Workers should be paid at least £5.35 per hour, according to trade union Usdaw.
Usdaw has submitted evidence to the Low Pay Commission, which is carrying out a consultation exercise before recommending new minimum rates to the Government.
After researching the impact of previous minimum rate rises, Usdaw now calls for:
- The adult rate of the National Minimum Wage to be uprated to a secure flat rate between £5.35 and £5.95 per hour.
- The lower rate for 18- to 21-year-olds to be abolished altogether and for the full adult rate to be paid from the age of 18.
- The young workers’ rate (for those aged 16 or 17) to be set at around 80 per cent of the rates given to workers aged 18 and above.

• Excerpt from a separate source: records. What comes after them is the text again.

use crate::core::error::ParseError;
use crate::core::types::{CellValue, DType};
use serde::{Deserialize, Serialize};

/// Canonical summary statistic names, in display order
pub const STATISTIC_NAMES: [&str; 8] = ["count", "mean", "std", "min", "25%", "50%", "75%", "max"];

/// Column-keyed values in the order the service listed them
#[derive(Debug, Clone, PartialEq, Serialize, Deserialize)]
pub struct ColumnMap<T>(Vec<(String, T)>);

impl<T> Default for ColumnMap<T> {
    fn default() -> Self {
        Self(Vec::new())
    }
}

impl<T> ColumnMap<T> {
    pub fn new() -> Self {
        Self::default()
    }

    /// Insert or replace the value for `column`, keeping first-seen position
    pub fn insert(&mut self, column: impl Into<String>, value: T) {
        let column = column.into();
        match self.0.iter_mut().find(|(name, _)| *name == column) {
            Some(slot) => slot.1 = value,
            None => self.0.push((column, value)),
        }
    }

    pub fn get(&self, column: &str) -> Option<&T> {
        self.0
            .iter()
            .find(|(name, _)| name == column)
            .map(|(_, value)| value)
    }

    pub fn iter(&self) -> impl Iterator<Item = (&str, &T)> {
        self.0.iter().map(|(name, value)| (name.as_str(), value))
    }

    pub fn columns(&self) -> impl Iterator<Item = &str> {
        self.0.iter().map(|(name, _)| name.as_str())
    }

    pub fn len(&self) -> usize {
        self.0.len()
    }

    pub fn is_empty(&self) -> bool {
        self.0.is_empty()
    }
}

impl<S: Into<String>, T> FromIterator<(S, T)> for ColumnMap<T> {
    fn from_iter<I: IntoIterator<Item = (S, T)>>(iter: I) -> Self {
        let mut map = ColumnMap::new();
        for (column, value) in iter {
            map.insert(column, value);
        }
        map
    }
}

/// Unique-value entry: either a bare scalar (usually a count) or the distinct values themselves
#[derive(Debug, Clone, PartialEq, Serialize, Deserialize)]
pub enum UniqueSummary {
    Scalar(CellValue),
    List(Vec<CellValue>),
}

/// The eight recognised describe() statistics for one column.
///
/// A field is `None` when the service omitted it or sent null.
#[derive(Debug, Clone, Default, PartialEq, Serialize, Deserialize)]
pub struct SummaryStats {
    pub count: Option<f64>,
    pub mean: Option<f64>,
    pub std: Option<f64>,
    pub min: Option<f64>,
    pub p25: Option<f64>,
    pub p50: Option<f64>,
    pub p75: Option<f64>,
    pub max: Option<f64>,
}

impl SummaryStats {
    /// Look up a statistic by its canonical name (see [`STATISTIC_NAMES`])
    pub fn get(&self, name: &str) -> Option<f64> {
        match name {
            "count" => self.count,
            "mean" => self.mean,
            "std" => self.std,
            "min" => self.min,
            "25%" => self.p25,
            "50%" => self.p50,
            "75%" => self.p75,
            "max" => self.max,
            _ => None,
        }
    }

    pub(crate) fn set(&mut self, name: &str, value: Option<f64>) -> bool {
        let slot = match name {
            "count" => &mut self.count,
            "mean" => &mut self.mean,
            "std" => &mut self.std,
            "min" => &mut self.min,
            "25%" => &mut self.p25,
            "50%" => &mut self.p50,
            "75%" => &mut self.p75,
            "max" => &mut self.max,
            _ => return false,
        };
        *slot = value;
        true
    }
}

/// Decoded statistics for one column, or the reason they could not be decoded
pub type ColumnStatistics = Result<SummaryStats, ParseError>;

/// The dtype / missing / unique / summary bundle for the current dataset.
///
/// The four maps are independent: unique values and summary statistics may
/// omit columns that the other maps list.
#[derive(Debug, Clone, Default, PartialEq)]
pub struct DescriptiveReport {
    pub data_types: ColumnMap<DType>,
    pub missing_values: ColumnMap<u64>,
    pub unique_values: ColumnMap<UniqueSummary>,
    pub summary_statistics: ColumnMap<ColumnStatistics>,
    pub memory_usage: ColumnMap<u64>,
    pub shape: Option<(u64, u64)>,
}

impl DescriptiveReport {
    pub fn dtype(&self, column: &str) -> Option<&DType> {
        self.data_types.get(column)
    }

    pub fn missing(&self, column: &str) -> Option<u64> {
        self.missing_values.get(column).copied()
    }

    /// Whether null imputation may be offered for `column`: numeric dtype and at least one missing value
    pub fn can_fill_missing(&self, column: &str) -> bool {
        let numeric = self.dtype(column).is_some_and(DType::is_numeric);
        numeric && self.missing(column).is_some_and(|n| n > 0)
    }

    pub fn total_memory(&self) -> u64 {
        self.memory_usage.iter().map(|(_, bytes)| *bytes).sum()
    }
}

/// Service reply to a null-imputation request
#[derive(Debug, Clone, Default, PartialEq)]
pub struct FillMissingOutcome {
    pub mean_values: ColumnMap<Option<f64>>,
    pub remaining_nulls: ColumnMap<u64>,
    pub updated_rows: usize,
}

#[cfg(test)]
mod tests {
    use super::*;

    #[test]
    fn test_column_map_keeps_first_seen_order() {
        let mut map = ColumnMap::new();
        map.insert("b", 1);
        map.insert("a", 2);
        map.insert("b", 3);
        let pairs: Vec<_> = map.iter().map(|(k, v)| (k.to_string(), *v)).collect();
        assert_eq!(pairs, vec![("b".to_string(), 3), ("a".to_string(), 2)]);
    }

    #[test]
    fn test_summary_stats_lookup_by_name() {
        let mut stats = SummaryStats::default();
        assert!(stats.set("25%", Some(1.5)));
        assert!(!stats.set("median", Some(2.0)));
        assert_eq!(stats.get("25%"), Some(1.5));
        assert_eq!(stats.get("max"), None);
    }

    #[test]
    fn test_can_fill_missing_requires_numeric_and_nulls() {
        let mut report = DescriptiveReport::default();
        report.data_types.insert("age", DType::from_tag("float64"));
        report.data_types.insert("name", DType::from_tag("object"));
        report.data_types.insert("id", DType::from_tag("int64"));
        report.missing_values.insert("age", 4);
        report.missing_values.insert("name", 3);
        report.missing_values.insert("id", 0);

        assert!(report.can_fill_missing("age"));
        assert!(!report.can_fill_missing("name"));
        assert!(!report.can_fill_missing("id"));
        assert!(!report.can_fill_missing("unknown"));
    }
}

Usdaw also said that employers’ suggestions that further increases in the National Minimum Wage would lead to job losses and company failures are wrong.
“We’ve been here before with this sort of scaremongering from employers’ organisations,” said Usdaw general secretary John Hannett. “The facts speak for themselves in this regard. In the six months following the 30 pence per hour increase in the National Minimum Wage in October 2003, employment in retailing went up, not down, by 86,000.
“The National Minimum Wage has been one of the big success stories of recent years, and has made a valuable contribution to combating low pay levels. Usdaw wants the Low Pay Commission to make bold recommendations that would make major inroads to eradicating low pay,” he said.
The British Retail Consortium has warned that another rise in the National Minimum Wage (NMW) to £5.20 could lead to more than 20,000 jobs being lost and would cost the retail sector an extra £2.7bn.